Bien peu de philosophes se sont aventurés sur les terres  de l’adolescence. Depuis un siècle, psychiatres, psychanalystes et psychosociologues en sont devenus les « experts ». Mais le philosophe a aussi des choses à dire sur ce « moment », comme le prouve l’ouvrage stimulant et exigeant de Paul Audi.

Dans ce livre, l’adolescence ne se réduit pas à l’âge dit « pubertaire », voué par principe à être traversé et abandonné derrière soi. Elle n’est pas une simple période charnière entre l’enfance et l’âge adulte, mais une « période de crise, de crise profonde (…) prenant ici le sens d’interruption ou de rupture, de scission ou de séparation ».
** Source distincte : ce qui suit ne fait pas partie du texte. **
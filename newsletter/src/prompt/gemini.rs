use anyhow::Context;
use serde::Deserialize;
use serde_json::json;

use crate::error::{from_status, AppError, AppResult};
use crate::prompt::{
    cost::{UsageRecord, CHARS_PER_UNIT},
    gateway::{BackendReply, GatewayConfig, GenerationParams},
};
use crate::HttpClient;

/// Gemini usage is approximated from character counts so that it prices
/// against the per-character rates.
pub fn approx_units(text: &str) -> u64 {
    text.chars().count() as u64 / CHARS_PER_UNIT
}

pub async fn complete(
    http_client: &HttpClient,
    config: &GatewayConfig,
    prompt: &str,
    params: GenerationParams,
) -> AppResult<BackendReply> {
    let api_key = config
        .gemini_api_key
        .as_deref()
        .ok_or(AppError::MissingApiKey("GEMINI_API_KEY"))?;
    let endpoint = format!(
        "{}/models/{}:generateContent",
        config.gemini_base_url.trim_end_matches('/'),
        config.model
    );

    let resp = http_client
        .post(endpoint)
        .query(&[("key", api_key)])
        .json(&json!(
          {
            "contents": [
              {
                "role": "user",
                "parts": [{ "text": prompt }]
              }
            ],
            "generationConfig": {
              "maxOutputTokens": params.max_output_units,
              "temperature": params.temperature
            }
          }
        ))
        .send()
        .await?;

    let status = resp.status();
    let body = resp.json::<serde_json::Value>().await?;

    if !status.is_success() {
        let message = serde_json::from_value::<GeminiErrorBody>(body.clone())
            .map(|e| e.error.message)
            .unwrap_or_else(|_| body.to_string());
        return Err(from_status(status, message));
    }

    let parsed = serde_json::from_value::<GenerateContentResponse>(body.clone())
        .context(format!("Could not parse generateContent response: {}", body))?;

    if let Some(reason) = parsed
        .prompt_feedback
        .as_ref()
        .and_then(|f| f.block_reason.as_deref())
    {
        return Err(AppError::BadRequest(format!("prompt blocked: {reason}")));
    }

    let candidate = parsed
        .candidates
        .into_iter()
        .next()
        .ok_or(AppError::EmptyResponse)?;

    let text = candidate
        .content
        .map(|c| {
            c.parts
                .into_iter()
                .filter_map(|p| p.text)
                .collect::<Vec<_>>()
                .join("")
        })
        .unwrap_or_default();

    if candidate.finish_reason.as_deref() == Some("MAX_TOKENS") {
        tracing::warn!("Gemini output was cut off at {} tokens", params.max_output_units);
    }

    Ok(BackendReply {
        usage: UsageRecord {
            input_units: approx_units(prompt),
            output_units: approx_units(&text),
            model: config.model.to_string(),
        },
        text,
    })
}

#[derive(Debug, Deserialize)]
#[serde(rename_all = "camelCase")]
struct GenerateContentResponse {
    #[serde(default)]
    candidates: Vec<Candidate>,
    prompt_feedback: Option<PromptFeedback>,
}

#[derive(Debug, Deserialize)]
#[serde(rename_all = "camelCase")]
struct Candidate {
    content: Option<Content>,
    finish_reason: Option<String>,
}

#[derive(Debug, Deserialize)]
struct Content {
    #[serde(default)]
    parts: Vec<Part>,
}

#[derive(Debug, Deserialize)]
struct Part {
    text: Option<String>,
}

#[derive(Debug, Deserialize)]
#[serde(rename_all = "camelCase")]
struct PromptFeedback {
    block_reason: Option<String>,
}

#[derive(Debug, Deserialize)]
struct GeminiErrorBody {
    error: GeminiError,
}

#[derive(Debug, Deserialize)]
struct GeminiError {
    message: String,
}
Pour Paul Audi, l’adolescence se caractérise par un drame métaphysique, lié à la « première confrontation » de l’individu avec la finitude humaine. L’homme sort de l’enfance en prenant conscience « de ne pas pouvoir être à l’origine de son être, de ne pas pouvoir décider, ni intellectuellement ni physiquement, de sa venue dans la vie ». À l’adolescence, il se découvre « être impuissant quant à sa naissance et, donc, tout aussi bien, quant au fait même qu’il soit envie ». Il se voit endetté et perçoit l’impossibilité radicale de son acquittement.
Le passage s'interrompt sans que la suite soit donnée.